Coltelli portachiavi: sono tanto funzionali quanto estetici?
Quando si parla di coltelli portachiavi, i non esperti nel campo della coltelleria tendono a pensare che si tratti di coltelli da collo. Sebbene entrambi si caratterizzino per una lama che non misura più di 4,5 cm, non provengono dalla stessa categoria. I coltelli portachiavi sono più compatti e sono disponibili in diverse versioni. E per il loro design miniaturizzato, sono più spesso utilizzati come accessori ornamentali su un portachiavi o una borsa. La domanda quindi è: questi coltelli hanno un lato funzionale? Analizziamolo...
Cos'è un coltello portachiavi?
Se un coltello da collo, come indica il nome, si porta intorno al collo, il coltello portachiavi fa pensare che si tratti di un accessorio decorativo. Certo, la maggior parte delle volte, gli appassionati lo usano solo per dare un look aggressivo al loro zaino o alla loro tasca. Ma la sua dimensione ridotta e il suo design ergonomico non fanno alcun riferimento alla sua grande praticità.
Leggero, maneggevole ed elegante allo stesso tempo, un coltello portachiavi è uno strumento che può rivelarsi un'eccellente alternativa ai coltelli da sopravvivenza. Il suo utilizzo rimane anche nel quadro legale. Dotato di una lama affilata che scorre con finezza lungo il manico, un coltello portachiavi può essere utilizzato per tagliare un ramo, tagliare una corda o sfilettare un pesce. Dal punto di vista del design, può declinarsi in forme diverse per la gioia dei collezionisti. Se alcuni sembrano, a prima vista, modelli ridotti di coltellini, altri sono simili a coltelli da sopravvivenza miniaturizzati.
I coltelli portachiavi: vere armi di autodifesa
Per quanto incredibile possa sembrare, i coltelli portachiavi sono stati effettivamente progettati principalmente per servire come arma di autodifesa. Tra i primissimi modelli apparsi sul mercato c'è: il coltello Eylife. È stato sviluppato nel 1960 per rispondere a un unico utilizzo: l'autodifesa discreta. La sua lama in acciaio inossidabile nascosta all'interno di un manico in alluminio anodizzato nero era in grado di perforare qualsiasi materiale. Ancora oggi, il coltello portachiavi Eylife circola in massa sul mercato. Ma è stato ampiamente superato dal coltello pieghevole miniaturizzato Micron di SOG, il coltello tascabile di SayHia e il Promithi multifunzione di Morphing.

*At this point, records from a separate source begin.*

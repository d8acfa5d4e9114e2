use natural_order::natural_sort_by_key;
use serde::{Deserialize, Serialize};

pub mod auth;
pub mod config;
pub mod format;

pub const MINER_FROZEN_STATUS: &str = "Frozen";

#[derive(Debug, Clone, Serialize, Deserialize, PartialEq, Eq, Default)]
#[serde(rename_all = "PascalCase")]
pub struct HostInfo {
    pub host: String,
    #[serde(default, deserialize_with = "de::null_as_default")]
    pub miner_info_list: Vec<MinerInfo>,
}

impl HostInfo {
    pub fn sort_miners(&mut self) {
        natural_sort_by_key(&mut self.miner_info_list, |miner| {
            miner.signature_acc.as_str()
        });
    }

    pub fn find_miner(&self, signature_acc: &str) -> Option<&MinerInfo> {
        self.miner_info_list
            .iter()
            .find(|miner| miner.signature_acc == signature_acc)
    }
}

pub fn sort_hosts(hosts: &mut [HostInfo]) {
    natural_sort_by_key(hosts, |host| host.host.as_str());
    for host in hosts.iter_mut() {
        host.sort_miners();
    }
}

#[derive(Debug, Clone, Serialize, Deserialize, PartialEq, Eq, Default)]
pub struct MinerInfo {
    #[serde(rename = "SignatureAcc")]
    pub signature_acc: String,
    #[serde(rename = "Conf", default)]
    pub conf: MinerConf,
    #[serde(rename = "CInfo", default)]
    pub container: ContainerInfo,
    #[serde(rename = "MinerStat", default)]
    pub stat: MinerStat,
}

impl MinerInfo {
    pub fn is_punished(&self) -> bool {
        !self.stat.punishments.is_empty()
    }

    pub fn is_frozen(&self) -> bool {
        self.stat.status == MINER_FROZEN_STATUS
    }
}

#[derive(Debug, Clone, Serialize, Deserialize, PartialEq, Eq, Default)]
#[serde(rename_all = "PascalCase", default)]
pub struct MinerConf {
    pub app: AppConf,
    pub chain: ChainConf,
}

#[derive(Debug, Clone, Serialize, Deserialize, PartialEq, Eq, Default)]
#[serde(rename_all = "PascalCase", default)]
pub struct AppConf {
    pub workspace: String,
    pub port: u32,
    pub max_use_space: u64,
    pub cores: u32,
    #[serde(rename = "APIEndpoint")]
    pub api_endpoint: String,
}

#[derive(Debug, Clone, Serialize, Deserialize, PartialEq, Eq, Default)]
#[serde(rename_all = "PascalCase", default)]
pub struct ChainConf {
    pub mnemonic: String,
    pub staking_acc: String,
    pub earnings_acc: String,
    #[serde(rename = "RPCs", deserialize_with = "de::null_as_default")]
    pub rpcs: Vec<String>,
    #[serde(rename = "TEEs", deserialize_with = "de::null_as_default")]
    pub tees: Vec<String>,
    pub timeout: u64,
}

#[derive(Debug, Clone, Serialize, Deserialize, PartialEq, Eq, Default)]
#[serde(default)]
pub struct ContainerInfo {
    pub id: String,
    #[serde(deserialize_with = "de::null_as_default")]
    pub names: Vec<String>,
    pub name: String,
    pub image: String,
    pub image_id: String,
    pub command: String,
    pub created: i64,
    pub state: String,
    pub status: String,
    pub cpu_percent: String,
    pub memory_percent: String,
    pub mem_usage: String,
}

// Stat amounts arrive either preformatted or as raw JSON numbers.
#[derive(Debug, Clone, Serialize, Deserialize, PartialEq, Eq, Default)]
#[serde(default)]
pub struct MinerStat {
    pub peer_id: String,
    #[serde(deserialize_with = "de::display_string")]
    pub collaterals: String,
    #[serde(deserialize_with = "de::display_string")]
    pub debt: String,
    pub status: String,
    #[serde(deserialize_with = "de::display_string")]
    pub declaration_space: String,
    #[serde(deserialize_with = "de::display_string")]
    pub idle_space: String,
    #[serde(deserialize_with = "de::display_string")]
    pub service_space: String,
    #[serde(deserialize_with = "de::display_string")]
    pub lock_space: String,
    #[serde(rename = "is_punished", deserialize_with = "de::one_or_many")]
    pub punishments: Vec<Punishment>,
    #[serde(deserialize_with = "de::display_string")]
    pub total_reward: String,
    #[serde(deserialize_with = "de::display_string")]
    pub reward_issued: String,
}

#[derive(Debug, Clone, Serialize, Deserialize, PartialEq, Eq, Default)]
#[serde(default)]
pub struct Punishment {
    pub block_id: u64,
    pub extrinsic_hash: String,
    pub extrinsic_name: String,
    pub block_hash: String,
    pub account: String,
    pub recv_account: String,
    #[serde(deserialize_with = "de::display_string")]
    pub amount: String,
    #[serde(rename = "type")]
    pub kind: i64,
    pub timestamp: i64,
}

#[derive(Debug, Clone, Serialize, Deserialize, PartialEq, Eq)]
pub struct LoginRequest {
    pub username: String,
    pub password: String,
}

#[derive(Debug, Clone, Serialize, Deserialize, PartialEq, Eq)]
pub struct LoginResponse {
    pub token: String,
    #[serde(default, skip_serializing_if = "Option::is_none")]
    pub username: Option<String>,
}

pub(crate) mod de {
    use serde::de::{DeserializeOwned, Error};
    use serde::{Deserialize, Deserializer};
    use serde_json::Value;

    pub fn null_as_default<'de, D, T>(deserializer: D) -> Result<T, D::Error>
    where
        D: Deserializer<'de>,
        T: Deserialize<'de> + Default,
    {
        Ok(Option::<T>::deserialize(deserializer)?.unwrap_or_default())
    }

    pub fn display_string<'de, D>(deserializer: D) -> Result<String, D::Error>
    where
        D: Deserializer<'de>,
    {
        Ok(match Value::deserialize(deserializer)? {
            Value::Null => String::new(),
            Value::String(text) => text,
            other => other.to_string(),
        })
    }

    pub fn one_or_many<'de, D, T>(deserializer: D) -> Result<Vec<T>, D::Error>
    where
        D: Deserializer<'de>,
        T: DeserializeOwned,
    {
        match Value::deserialize(deserializer)? {
            Value::Null => Ok(Vec::new()),
            Value::Array(items) => items
                .into_iter()
                .map(|item| serde_json::from_value(item).map_err(D::Error::custom))
                .collect(),
            single => serde_json::from_value(single)
                .map(|item| vec![item])
                .map_err(D::Error::custom),
        }
    }
}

I coltelli portachiavi: a lama fissa o a lama pieghevole?
I coltelli portachiavi a lama fissa, come il modello n°02 con manico in acciaio inossidabile del marchio Opinel, sono coltelli estremamente di design. Il lato aggressivo, dissuasivo e pratico è rapidamente notevole. Se volete impressionare i vostri amici, questi coltelli sono da privilegiare. Non mancheranno di aggiungere vivacità al vostro stile.
D'altra parte, se intendete utilizzare un coltello portachiavi per scopi funzionali, preferite i modelli a lama pieghevole. Certo, sono più discreti. Ma a livello di prestazioni, sono i più ambiti. Sono anche più sicuri rispetto ai modelli a lama fissa. Così, che vogliate portare il vostro coltello in tasca o sul vostro moschettone, non rischierà di ferirvi. La lama si aprirà solo quando avrete attivato il sistema di sblocco.
Come mantenere un coltello portachiavi?
Che rimanga in tasca o sia attaccato alla vostra borsa, il vostro coltello non sarà mai al riparo dalla polvere e dalle aggressioni esterne. Un motivo che spiega perché una manutenzione regolare e meticolosa è necessaria. Per evitare che il manico perda la sua lucentezza, ricordatevi di pulirlo con un panno morbido umido dopo l'uso. Per quanto riguarda la lama, pensate di affilarla una o due volte ogni 6 mesi. Manterrà così tutta la sua praticità.